Table 4.3: Model Summary
Model R R Square Adjusted R Square Std. Error of the Estimate
Dimension1 .969a .940 .936 .46402
a. Predictors: (Constant), ASC6, ASC4, ASC1, ASC5, ASC3 b. Dependent Variable: SC Total
Looking at the Model Summary box (Table 4.3), the given value under the heading R
Square is 0.940. This tells how much of the variance in the dependent variable (SC Total)
is explained by the model (including the five variables). Expressed as a percentage, it means the model (which includes the five variables) explains 94.0 per cent of the variance in SC Total. However, a sample of 88 can be considered not very big so the R square value in the sample tends to be rather an optimistic overestimation of the true value in the population hence the Adjusted R square statistics ‘corrects’ the value to a better estimate of
156
the true population value. In this case, this becomes 93.6 per cent. This is quite a respectable result when comparing to some of the results that are reported in literature.
Beta values under Standardized Coefficients (Table 4.2) help in determining which of the variables included in the analysis contributed to the prediction of the dependent variable. ‘Standardized’ means that values for each of the different variables were converted to the same scale for comparison. Construct ASC 5 ‘Imagination and creativity in Scientific Investigations’ had the largest beta value, 0,443. This meant that this variable makes the strongest unique contribution to explaining the dependent variable, when the variance explained by all other variables in the analysis is controlled for. The beta value for ASC 1 ‘Observations and inference’ was slightly lower indicating that it made a less contribution. All five variables made a significant unique contribution to the prediction of the dependent variable as suggested by Pallant (2005) because their Sig. values (see Table 4.2) are all less than 0.05. Actually they have the same Sig. value which is 0 meaning they are significant.

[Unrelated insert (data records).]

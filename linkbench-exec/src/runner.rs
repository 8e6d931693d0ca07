//! Streamed Command Execution
//!
//! Spawns an external process with a fixed working directory, feeds every
//! stdout/stderr line to an optional callback as it arrives, and maps a
//! non-zero exit into an error carrying the tail of stderr. The generator
//! reports per-module progress on its output streams, so lines must reach
//! the caller while the process is still running, not after it exits.

use std::collections::VecDeque;
use std::io::{self, BufRead, BufReader};
use std::path::{Path, PathBuf};
use std::process::{Command, ExitStatus, Stdio};

use thiserror::Error;
use tracing::debug;

/// Lines of stderr kept for diagnostics when a process fails.
const STDERR_TAIL_LINES: usize = 10;

/// Callback invoked with each line an external process writes to stdout or
/// stderr. Shared across the two reader threads.
pub type LineHandler<'a> = &'a (dyn Fn(&str) + Send + Sync);

/// Errors from resolving or running external commands.
#[derive(Debug, Error)]
pub enum ExecError {
    /// The named tool could not be found on `PATH` or at the given path.
    #[error("cannot find executable '{0}'")]
    ExecutableNotFound(String),

    /// The process could not be started at all.
    #[error("failed to spawn '{command}': {source}")]
    Spawn {
        /// The command line that was attempted.
        command: String,
        /// The underlying OS error.
        #[source]
        source: io::Error,
    },

    /// Reading the process output streams failed.
    #[error("failed to read output of '{command}': {source}")]
    Stream {
        /// The command line being read.
        command: String,
        /// The underlying OS error.
        #[source]
        source: io::Error,
    },

    /// The process ran but exited unsuccessfully.
    #[error("'{command}' failed with {status}{}", stderr_excerpt(.stderr_tail))]
    Failed {
        /// The command line that failed.
        command: String,
        /// The exit status reported by the OS.
        status: ExitStatus,
        /// The last few lines the process wrote to stderr.
        stderr_tail: Vec<String>,
    },
}

fn stderr_excerpt(lines: &[String]) -> String {
    if lines.is_empty() {
        String::new()
    } else {
        format!(": {}", lines.join(" | "))
    }
}

fn display_command(program: &Path, args: &[String]) -> String {
    let mut out = program.display().to_string();
    for arg in args {
        out.push(' ');
        out.push_str(arg);
    }
    out
}

/// Runs external commands inside one working directory.
#[derive(Debug, Clone)]
pub struct CommandRunner {
    work_dir: PathBuf,
}

impl CommandRunner {
    /// A runner whose child processes all start in `work_dir`.
    pub fn new(work_dir: impl Into<PathBuf>) -> Self {
        Self {
            work_dir: work_dir.into(),
        }
    }

    /// The working directory children run in.
    pub fn work_dir(&self) -> &Path {
        &self.work_dir
    }

    /// Run `program` to completion, streaming its output line-by-line to
    /// `on_line`. Returns `Ok(())` only for a successful exit status.
    pub fn run(
        &self,
        program: &Path,
        args: &[String],
        on_line: Option<LineHandler<'_>>,
    ) -> Result<(), ExecError> {
        let command = display_command(program, args);
        debug!(command = %command, "spawn");

        let mut child = Command::new(program)
            .args(args)
            .current_dir(&self.work_dir)
            .stdin(Stdio::null())
            .stdout(Stdio::piped())
            .stderr(Stdio::piped())
            .spawn()
            .map_err(|source| ExecError::Spawn {
                command: command.clone(),
                source,
            })?;

        let stdout = child.stdout.take();
        let stderr = child.stderr.take();

        // Both pipes are drained concurrently; reading one to EOF while the
        // other fills its pipe buffer would deadlock the child.
        let (stdout_read, stderr_read) = std::thread::scope(|scope| {
            let out_thread = scope.spawn(move || -> io::Result<()> {
                if let Some(stdout) = stdout {
                    for line in BufReader::new(stdout).lines() {
                        let line = line?;
                        debug!(stream = "stdout", line = %line);
                        if let Some(handler) = on_line {
                            handler(&line);
                        }
                    }
                }
                Ok(())
            });

            let err_thread = scope.spawn(move || -> io::Result<Vec<String>> {
                let mut tail = VecDeque::with_capacity(STDERR_TAIL_LINES);
                if let Some(stderr) = stderr {
                    for line in BufReader::new(stderr).lines() {
                        let line = line?;
                        debug!(stream = "stderr", line = %line);
                        if let Some(handler) = on_line {
                            handler(&line);
                        }
                        if tail.len() == STDERR_TAIL_LINES {
                            tail.pop_front();
                        }
                        tail.push_back(line);
                    }
                }
                Ok(tail.into())
            });

            (
                out_thread.join().expect("stdout reader panicked"),
                err_thread.join().expect("stderr reader panicked"),
            )
        });

        let status = child.wait().map_err(|source| ExecError::Stream {
            command: command.clone(),
            source,
        })?;

        stdout_read.map_err(|source| ExecError::Stream {
            command: command.clone(),
            source,
        })?;
        let stderr_tail = stderr_read.map_err(|source| ExecError::Stream {
            command: command.clone(),
            source,
        })?;

        if status.success() {
            Ok(())
        } else {
            Err(ExecError::Failed {
                command,
                status,
                stderr_tail,
            })
        }
    }
}
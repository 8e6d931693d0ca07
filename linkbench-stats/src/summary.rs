//! Sample Summary
//!
//! Mean and confidence interval over a set of timed samples.
//!
//! The standard deviation is the population form (denominator n, no Bessel
//! correction). Historical result sets were produced with this formula, so
//! it is preserved exactly; switching to the sample form would shift every
//! confidence interval and break comparisons against archived CSVs.

use crate::Z_95;

/// Aggregated timing for one target at one test point, in milliseconds.
#[derive(Debug, Clone, Copy, PartialEq)]
pub struct RunStats {
    /// Sample mean.
    pub mean: f64,
    /// Half-width of the 95% confidence interval.
    pub confidence_interval: f64,
}

/// Arithmetic mean. Zero for an empty slice.
pub fn mean(samples: &[f64]) -> f64 {
    if samples.is_empty() {
        return 0.0;
    }
    samples.iter().sum::<f64>() / samples.len() as f64
}

/// Population standard deviation: sqrt of the mean squared deviation from
/// `m`.
pub fn population_std_dev(samples: &[f64], m: f64) -> f64 {
    if samples.is_empty() {
        return 0.0;
    }
    let mean_square_diff = samples
        .iter()
        .map(|value| {
            let diff = value - m;
            diff * diff
        })
        .sum::<f64>()
        / samples.len() as f64;
    mean_square_diff.sqrt()
}

/// 95% confidence interval half-width: `1.96 * (std_dev / sqrt(n))`.
pub fn confidence_interval(samples: &[f64], m: f64) -> f64 {
    if samples.is_empty() {
        return 0.0;
    }
    Z_95 * (population_std_dev(samples, m) / (samples.len() as f64).sqrt())
}

/// Reduce samples to their [`RunStats`].
pub fn summarize(samples: &[f64]) -> RunStats {
    let m = mean(samples);
    RunStats {
        mean: m,
        confidence_interval: confidence_interval(samples, m),
    }
}

#[cfg(test)]
mod tests {
    use super::*;

    #[test]
    fn mean_of_samples() {
        assert_eq!(mean(&[10.0, 12.0, 14.0]), 12.0);
        assert_eq!(mean(&[]), 0.0);
    }

    #[test]
    fn population_std_dev_uses_denominator_n() {
        // Deviations 2, 0, 2 -> sqrt(8/3).
        let samples = [10.0, 12.0, 14.0];
        let expected = (8.0f64 / 3.0).sqrt();
        assert!((population_std_dev(&samples, 12.0) - expected).abs() < 1e-12);
    }

    #[test]
    fn worked_confidence_interval_example() {
        // mean = 12, population std dev = sqrt(8/3) ~ 1.633,
        // CI = 1.96 * 1.633 / sqrt(3) ~ 1.848.
        let stats = summarize(&[10.0, 12.0, 14.0]);
        assert_eq!(stats.mean, 12.0);
        assert!((stats.confidence_interval - 1.848).abs() < 1e-3);
    }

    #[test]
    fn identical_samples_have_zero_interval() {
        let stats = summarize(&[7.0, 7.0, 7.0, 7.0]);
        assert_eq!(stats.mean, 7.0);
        assert_eq!(stats.confidence_interval, 0.0);
    }

    #[test]
    fn single_sample() {
        let stats = summarize(&[42.0]);
        assert_eq!(stats.mean, 42.0);
        assert_eq!(stats.confidence_interval, 0.0);
    }
}
//! Host Description
//!
//! A one-line summary of the machine the sweep ran on, embedded in plot
//! headers so archived results stay interpretable. Linux-specific detail
//! (CPU model, memory) degrades gracefully elsewhere.

use std::thread;

/// Number of logical CPUs; the fan-out bound for the convert phase.
pub fn logical_cpus() -> usize {
    thread::available_parallelism()
        .map(|n| n.get())
        .unwrap_or(1)
}

/// Human-readable host summary, e.g.
/// `linux, 6.8.0, x86_64, 16 x AMD Ryzen 9 5950X, 64 GiB RAM`.
pub fn describe_host() -> String {
    [
        std::env::consts::OS.to_string(),
        os_release(),
        std::env::consts::ARCH.to_string(),
        cpu_description(),
        ram_description(),
    ]
    .join(", ")
}

fn os_release() -> String {
    #[cfg(target_os = "linux")]
    {
        if let Ok(release) = std::fs::read_to_string("/proc/sys/kernel/osrelease") {
            return release.trim().to_string();
        }
    }
    "unknown".to_string()
}

/// Deduplicated CPU inventory: `count x model` per distinct model name.
fn cpu_description() -> String {
    #[cfg(target_os = "linux")]
    {
        if let Ok(cpuinfo) = std::fs::read_to_string("/proc/cpuinfo") {
            let mut models: Vec<(String, usize)> = Vec::new();
            for line in cpuinfo.lines().filter(|l| l.starts_with("model name")) {
                let model = line
                    .split(':')
                    .nth(1)
                    .map(|s| s.split_whitespace().collect::<Vec<_>>().join(" "))
                    .unwrap_or_default();
                match models.iter_mut().find(|(m, _)| *m == model) {
                    Some((_, count)) => *count += 1,
                    None => models.push((model, 1)),
                }
            }
            if !models.is_empty() {
                return models
                    .into_iter()
                    .map(|(model, count)| format!("{count} x {model}"))
                    .collect::<Vec<_>>()
                    .join(", ");
            }
        }
    }
    format!("{} logical cpus", logical_cpus())
}

fn ram_description() -> String {
    #[cfg(target_os = "linux")]
    {
        let total_kb = std::fs::read_to_string("/proc/meminfo")
            .ok()
            .and_then(|meminfo| {
                meminfo
                    .lines()
                    .find(|l| l.starts_with("MemTotal"))
                    .and_then(|l| l.split_whitespace().nth(1).and_then(|v| v.parse::<u64>().ok()))
            });
        if let Some(kb) = total_kb {
            return format!("{:.0} GiB RAM", kb as f64 / 1024.0 / 1024.0);
        }
    }
    "unknown RAM".to_string()
}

Assumptions like outliers, normality, linearity, homoscedasticity and independence of residuals were checked using two different ways. These are: inspecting the Normal Probability Plot of the regression standardized residuals and the residual scatterplot. These were requested as part of the analysis. Figures 4.1 and 4.2 illustrate how these assumptions were checked.
157
Figure 4.1: Normality P-P Plot of Regression Standardized Residual
In the Normal Probability plot, Figure 4.1 is evidence enough that the points do lie in a reasonably straight line from bottom left to right. This suggests there are no outliers and other assumptions like normality and linearity are not violated. Figure 4.2 below gives a scatterplot of the standardized residual analysis.
158
Figure 4.2: Scatterplot of the standardized residual analysis
In the Scatterplot of the standardized residuals (see, Figure 4.2), the residuals are roughly rectangularly distributed, with most scores concentrated in the centre (along the 0 point). There is no clear or systematic pattern to the residuals (e.g. curvilinear, or higher on one side than the other). Figure 4.2 shows that there are no deviations from a centralized rectangle suggesting that there is no violation of the assumptions. The presence of outliers can also be detected from the Scatterplot. Tabachnick and Fidell (2001) define outliers as cases that have a standardized residual (as displayed in Figure 4.2) of more than 3.3 or less than -3.3. From Figure 4.2, it is evident that there are no outliers and this suggests once again that there is no violation to the assumptions.